**Assignment**: Lift out each line of the data that holds "DbId".

[[ Data to examine open ]]

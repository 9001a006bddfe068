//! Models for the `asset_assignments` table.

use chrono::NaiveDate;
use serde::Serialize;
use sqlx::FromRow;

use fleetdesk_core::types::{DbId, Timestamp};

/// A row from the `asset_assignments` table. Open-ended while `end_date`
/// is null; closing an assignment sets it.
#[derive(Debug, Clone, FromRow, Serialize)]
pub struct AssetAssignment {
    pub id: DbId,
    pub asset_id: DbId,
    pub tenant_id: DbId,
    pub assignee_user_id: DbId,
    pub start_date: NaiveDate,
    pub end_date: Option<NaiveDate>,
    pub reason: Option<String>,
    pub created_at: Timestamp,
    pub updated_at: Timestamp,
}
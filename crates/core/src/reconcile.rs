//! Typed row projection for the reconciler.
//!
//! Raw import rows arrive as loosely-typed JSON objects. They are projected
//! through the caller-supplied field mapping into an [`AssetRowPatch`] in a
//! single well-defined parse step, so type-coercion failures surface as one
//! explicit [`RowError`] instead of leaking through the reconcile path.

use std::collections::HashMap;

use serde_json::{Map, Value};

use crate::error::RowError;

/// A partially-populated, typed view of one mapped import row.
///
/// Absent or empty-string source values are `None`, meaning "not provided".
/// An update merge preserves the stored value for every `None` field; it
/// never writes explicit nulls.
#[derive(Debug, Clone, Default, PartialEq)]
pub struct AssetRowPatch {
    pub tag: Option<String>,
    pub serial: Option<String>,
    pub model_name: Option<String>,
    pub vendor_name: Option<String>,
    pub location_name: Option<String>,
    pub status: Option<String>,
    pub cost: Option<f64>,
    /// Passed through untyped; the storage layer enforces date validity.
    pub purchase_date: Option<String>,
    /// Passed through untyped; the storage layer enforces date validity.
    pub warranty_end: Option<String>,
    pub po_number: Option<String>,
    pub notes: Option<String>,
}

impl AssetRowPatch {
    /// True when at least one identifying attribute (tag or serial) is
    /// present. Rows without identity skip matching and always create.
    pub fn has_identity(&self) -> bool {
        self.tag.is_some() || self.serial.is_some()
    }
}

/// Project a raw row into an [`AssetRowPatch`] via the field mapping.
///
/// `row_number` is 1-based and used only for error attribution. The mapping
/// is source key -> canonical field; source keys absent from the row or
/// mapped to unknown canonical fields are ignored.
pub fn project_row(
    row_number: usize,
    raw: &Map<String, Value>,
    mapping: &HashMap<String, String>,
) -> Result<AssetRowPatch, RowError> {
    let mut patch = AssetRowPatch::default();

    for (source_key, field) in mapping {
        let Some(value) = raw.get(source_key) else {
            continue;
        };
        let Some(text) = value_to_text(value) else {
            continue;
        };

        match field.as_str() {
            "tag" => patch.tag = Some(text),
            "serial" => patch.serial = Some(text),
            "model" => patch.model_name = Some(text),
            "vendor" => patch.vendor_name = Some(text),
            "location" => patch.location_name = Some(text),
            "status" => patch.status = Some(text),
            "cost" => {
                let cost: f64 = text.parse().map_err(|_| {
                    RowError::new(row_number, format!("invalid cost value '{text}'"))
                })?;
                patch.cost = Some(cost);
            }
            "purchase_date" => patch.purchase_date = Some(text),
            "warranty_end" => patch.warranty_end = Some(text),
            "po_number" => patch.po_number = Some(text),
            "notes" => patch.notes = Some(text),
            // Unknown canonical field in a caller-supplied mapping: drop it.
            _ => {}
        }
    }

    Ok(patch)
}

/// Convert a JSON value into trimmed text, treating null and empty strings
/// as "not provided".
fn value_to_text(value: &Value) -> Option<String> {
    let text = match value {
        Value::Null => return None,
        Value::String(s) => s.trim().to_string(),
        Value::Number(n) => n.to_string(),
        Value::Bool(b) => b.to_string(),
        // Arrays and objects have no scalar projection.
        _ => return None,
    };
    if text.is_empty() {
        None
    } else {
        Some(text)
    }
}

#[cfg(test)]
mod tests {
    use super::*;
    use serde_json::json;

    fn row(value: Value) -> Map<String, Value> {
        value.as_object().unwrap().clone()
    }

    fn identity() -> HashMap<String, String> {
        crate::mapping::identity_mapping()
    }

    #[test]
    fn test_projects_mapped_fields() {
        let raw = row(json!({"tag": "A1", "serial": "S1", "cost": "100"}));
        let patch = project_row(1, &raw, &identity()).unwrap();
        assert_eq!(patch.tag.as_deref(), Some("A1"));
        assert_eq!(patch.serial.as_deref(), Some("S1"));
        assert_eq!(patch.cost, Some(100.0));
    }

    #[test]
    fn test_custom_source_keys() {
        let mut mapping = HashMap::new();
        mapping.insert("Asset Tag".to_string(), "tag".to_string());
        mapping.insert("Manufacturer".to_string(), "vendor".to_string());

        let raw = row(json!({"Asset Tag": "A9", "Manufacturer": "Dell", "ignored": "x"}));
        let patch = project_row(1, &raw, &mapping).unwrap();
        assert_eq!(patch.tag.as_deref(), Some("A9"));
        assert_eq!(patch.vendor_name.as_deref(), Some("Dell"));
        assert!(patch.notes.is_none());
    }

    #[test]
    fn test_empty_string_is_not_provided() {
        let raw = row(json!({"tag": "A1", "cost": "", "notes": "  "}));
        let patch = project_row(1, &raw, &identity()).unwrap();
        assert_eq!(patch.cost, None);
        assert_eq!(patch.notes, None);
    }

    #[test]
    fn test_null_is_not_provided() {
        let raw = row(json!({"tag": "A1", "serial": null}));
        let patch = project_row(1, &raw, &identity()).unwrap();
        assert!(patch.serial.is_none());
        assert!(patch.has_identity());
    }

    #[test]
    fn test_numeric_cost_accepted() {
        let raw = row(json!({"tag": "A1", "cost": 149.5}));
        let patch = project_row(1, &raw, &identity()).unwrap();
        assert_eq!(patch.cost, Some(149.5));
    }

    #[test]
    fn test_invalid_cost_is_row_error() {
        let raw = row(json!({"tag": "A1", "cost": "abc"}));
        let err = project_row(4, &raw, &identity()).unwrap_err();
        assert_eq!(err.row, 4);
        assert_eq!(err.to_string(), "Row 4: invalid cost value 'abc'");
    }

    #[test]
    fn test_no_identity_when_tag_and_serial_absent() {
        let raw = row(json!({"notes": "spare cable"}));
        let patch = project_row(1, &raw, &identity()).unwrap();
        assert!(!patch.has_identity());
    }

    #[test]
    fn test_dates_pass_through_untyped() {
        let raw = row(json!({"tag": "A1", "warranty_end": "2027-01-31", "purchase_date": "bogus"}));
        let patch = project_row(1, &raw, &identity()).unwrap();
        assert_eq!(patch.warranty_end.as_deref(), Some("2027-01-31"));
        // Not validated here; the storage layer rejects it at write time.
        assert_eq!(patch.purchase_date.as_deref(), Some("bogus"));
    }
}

[[ Data to examine closed ]]

**Written solution**:
use fleetdesk_core::types::{DbId, Timestamp};
    pub id: DbId,
    pub asset_id: DbId,
    pub tenant_id: DbId,
    pub assignee_user_id: DbId,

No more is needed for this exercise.